--- START ---

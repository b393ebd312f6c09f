//! Per-endpoint correlation table.
//!
//! Maps a correlation id to the response channel parked by the inbound call.
//! Every terminal transition (answered, expired, drained on shutdown) starts
//! by removing the entry under the table lock, so exactly one path ever owns a
//! [`PendingResponse`] and can complete it.

use std::collections::HashMap;
use std::time::Duration;

use prost_types::Timestamp;
use tokio::sync::{mpsc, oneshot, Mutex};
use tokio::time::Instant;
use tracing::debug;

use crate::error::{BrokerError, Result};
use crate::proto::{reply, Event as ProtoEvent, Failure, FailureKind, Reply};

/// Outbound half of an inbound call.
#[derive(Debug)]
pub enum ResponseChannel {
    /// Single-reply call (`Process`).
    Unary(oneshot::Sender<Reply>),
    /// Shared outbound half of a streaming call (`Exchange`).
    ///
    /// Each pending entry holds its own clone; the stream ends once the
    /// reader and every pending entry have dropped theirs.
    Stream(mpsc::UnboundedSender<Reply>),
}

impl ResponseChannel {
    fn send(self, reply: Reply) -> bool {
        match self {
            ResponseChannel::Unary(tx) => tx.send(reply).is_ok(),
            ResponseChannel::Stream(tx) => tx.send(reply).is_ok(),
        }
    }
}

/// Terminal outcome written to a pending call.
#[derive(Debug, Clone)]
pub enum Completion {
    /// Answer produced by the processing pipeline.
    Result(ProtoEvent),
    /// No answer within the endpoint TTL.
    Timeout,
    /// Endpoint stopped while the call was pending.
    Shutdown,
    /// Parked, but could not be handed to the pipeline.
    Rejected(String),
}

impl Completion {
    /// Label used in logs.
    pub fn label(&self) -> &'static str {
        match self {
            Completion::Result(_) => "completed",
            Completion::Timeout => "expired",
            Completion::Shutdown => "discarded-on-shutdown",
            Completion::Rejected(_) => "rejected",
        }
    }
}

/// Build the wire reply for a correlation id and outcome.
pub fn build_reply(correlation_id: &str, completion: Completion) -> Reply {
    let outcome = match completion {
        Completion::Result(event) => reply::Outcome::Result(event),
        Completion::Timeout => reply::Outcome::Failure(Failure {
            kind: FailureKind::Timeout as i32,
            message: "no response within the configured ttl".to_string(),
        }),
        Completion::Shutdown => reply::Outcome::Failure(Failure {
            kind: FailureKind::Shutdown as i32,
            message: "endpoint shut down before a response was produced".to_string(),
        }),
        Completion::Rejected(message) => reply::Outcome::Failure(Failure {
            kind: FailureKind::Rejected as i32,
            message,
        }),
    };

    let now = chrono::Utc::now();
    Reply {
        correlation_id: correlation_id.to_string(),
        outcome: Some(outcome),
        completed_at: Some(Timestamp {
            seconds: now.timestamp(),
            nanos: now.timestamp_subsec_nanos() as i32,
        }),
    }
}

/// A parked response channel awaiting a result, expiry, or shutdown.
///
/// Only reachable through the table until claimed; completing consumes it,
/// so a second write to the same channel cannot be expressed.
#[derive(Debug)]
pub struct PendingResponse {
    correlation_id: String,
    channel: ResponseChannel,
    registered_at: Instant,
}

impl PendingResponse {
    /// Park a channel, stamped with the current time.
    pub fn new(correlation_id: impl Into<String>, channel: ResponseChannel) -> Self {
        Self {
            correlation_id: correlation_id.into(),
            channel,
            registered_at: Instant::now(),
        }
    }

    pub fn correlation_id(&self) -> &str {
        &self.correlation_id
    }

    pub fn registered_at(&self) -> Instant {
        self.registered_at
    }

    /// Age relative to `now`.
    pub fn age(&self, now: Instant) -> Duration {
        now.saturating_duration_since(self.registered_at)
    }

    /// Write the terminal reply.
    ///
    /// Returns false when the caller has already gone away; the transition
    /// is terminal either way.
    pub fn complete(self, completion: Completion) -> bool {
        let label = completion.label();
        let reply = build_reply(&self.correlation_id, completion);
        let delivered = self.channel.send(reply);
        if !delivered {
            debug!(
                correlation_id = %self.correlation_id,
                outcome = label,
                "Caller disconnected before reply could be written"
            );
        }
        delivered
    }
}

#[derive(Debug, Default)]
struct TableState {
    entries: HashMap<String, PendingResponse>,
    closed: bool,
}

/// Correlation id -> pending response, owned by one endpoint.
#[derive(Debug)]
pub struct CorrelationTable {
    endpoint_id: String,
    state: Mutex<TableState>,
}

impl CorrelationTable {
    /// Create an empty, open table for an endpoint.
    pub fn new(endpoint_id: impl Into<String>) -> Self {
        Self {
            endpoint_id: endpoint_id.into(),
            state: Mutex::new(TableState::default()),
        }
    }

    /// Insert if absent.
    ///
    /// An existing entry under the same id is left untouched and the new one
    /// is rejected with [`BrokerError::DuplicateCorrelation`].
    pub async fn insert(&self, pending: PendingResponse) -> Result<()> {
        let mut state = self.state.lock().await;
        if state.closed {
            return Err(BrokerError::EndpointClosed(self.endpoint_id.clone()));
        }
        if state.entries.contains_key(&pending.correlation_id) {
            return Err(BrokerError::DuplicateCorrelation {
                endpoint: self.endpoint_id.clone(),
                correlation_id: pending.correlation_id,
            });
        }
        state
            .entries
            .insert(pending.correlation_id.clone(), pending);
        Ok(())
    }

    /// Remove and claim an entry.
    ///
    /// At most one caller receives `Some` for a given registration.
    pub async fn claim(&self, correlation_id: &str) -> Option<PendingResponse> {
        self.state.lock().await.entries.remove(correlation_id)
    }

    /// Remove and claim every entry strictly older than `ttl` at `now`.
    pub async fn expire_older_than(&self, ttl: Duration, now: Instant) -> Vec<PendingResponse> {
        let mut state = self.state.lock().await;
        let stale: Vec<String> = state
            .entries
            .iter()
            .filter(|(_, pending)| pending.age(now) > ttl)
            .map(|(id, _)| id.clone())
            .collect();

        stale
            .iter()
            .filter_map(|id| state.entries.remove(id))
            .collect()
    }

    /// Close the table to new entries and claim everything still pending.
    pub async fn close_and_drain(&self) -> Vec<PendingResponse> {
        let mut state = self.state.lock().await;
        state.closed = true;
        state.entries.drain().map(|(_, pending)| pending).collect()
    }

    pub async fn is_closed(&self) -> bool {
        self.state.lock().await.closed
    }

    pub async fn contains(&self, correlation_id: &str) -> bool {
        self.state.lock().await.entries.contains_key(correlation_id)
    }

    pub async fn len(&self) -> usize {
        self.state.lock().await.entries.len()
    }

    pub async fn is_empty(&self) -> bool {
        self.len().await == 0
    }
}
//! Bootstrap utilities for the eventgate binary.

use tower_http::trace::TraceLayer;
use tracing::info;
use tracing_subscriber::{layer::SubscriberExt, util::SubscriberInitExt};

use crate::broker::CORRELATION_ID_HEADER;
use crate::config::LOG_ENV_VAR;

/// Initialize tracing with the EVENTGATE_LOG environment variable.
///
/// Defaults to "info" level if EVENTGATE_LOG is not set.
pub fn init_tracing() {
    tracing_subscriber::registry()
        .with(
            tracing_subscriber::EnvFilter::try_from_env(LOG_ENV_VAR)
                .unwrap_or_else(|_| tracing_subscriber::EnvFilter::new("info")),
        )
        .with(tracing_subscriber::fmt::layer())
        .init();
}

/// gRPC trace layer opening one span per request.
///
/// The span carries the request path and the `x-correlation-id` header.
pub fn grpc_trace_layer() -> TraceLayer<
    tower_http::classify::SharedClassifier<tower_http::classify::GrpcErrorsAsFailures>,
    impl Fn(&http::Request<tonic::body::BoxBody>) -> tracing::Span + Clone,
> {
    TraceLayer::new_for_grpc().make_span_with(|request: &http::Request<tonic::body::BoxBody>| {
        let correlation_id = request
            .headers()
            .get(CORRELATION_ID_HEADER)
            .and_then(|v| v.to_str().ok())
            .unwrap_or("");
        let path = request.uri().path();
        tracing::info_span!("grpc", %correlation_id, %path)
    })
}

/// Resolve once Ctrl+C is received.
pub async fn shutdown_signal() {
    match tokio::signal::ctrl_c().await {
        Ok(()) => info!("Shutdown signal received"),
        Err(e) => tracing::error!(error = %e, "Failed to listen for shutdown signal"),
    }
}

--- END ---

PROBLEM TO WORK ON – Reading through the records above, report each line in which the string "pipeline" is found.

THE COMPLETED TASK –
    /// Answer produced by the processing pipeline.
    /// Parked, but could not be handed to the pipeline.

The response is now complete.